_Problem to work on_:
From the entries that follow, list every line in which the string "impl" appears.

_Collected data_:

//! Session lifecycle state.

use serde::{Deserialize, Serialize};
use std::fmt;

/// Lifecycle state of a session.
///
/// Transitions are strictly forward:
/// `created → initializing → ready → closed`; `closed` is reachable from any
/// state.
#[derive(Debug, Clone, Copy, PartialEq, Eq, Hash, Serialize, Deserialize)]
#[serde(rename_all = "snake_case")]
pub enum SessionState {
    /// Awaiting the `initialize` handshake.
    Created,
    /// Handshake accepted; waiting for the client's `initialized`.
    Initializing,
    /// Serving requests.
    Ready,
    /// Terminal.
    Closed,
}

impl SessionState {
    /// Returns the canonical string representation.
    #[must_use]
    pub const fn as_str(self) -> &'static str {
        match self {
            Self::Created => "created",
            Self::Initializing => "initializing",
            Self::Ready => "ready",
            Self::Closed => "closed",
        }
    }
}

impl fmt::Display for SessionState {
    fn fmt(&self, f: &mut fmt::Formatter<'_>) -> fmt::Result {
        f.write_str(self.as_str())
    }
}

_Output below_:
impl SessionState {
impl fmt::Display for SessionState {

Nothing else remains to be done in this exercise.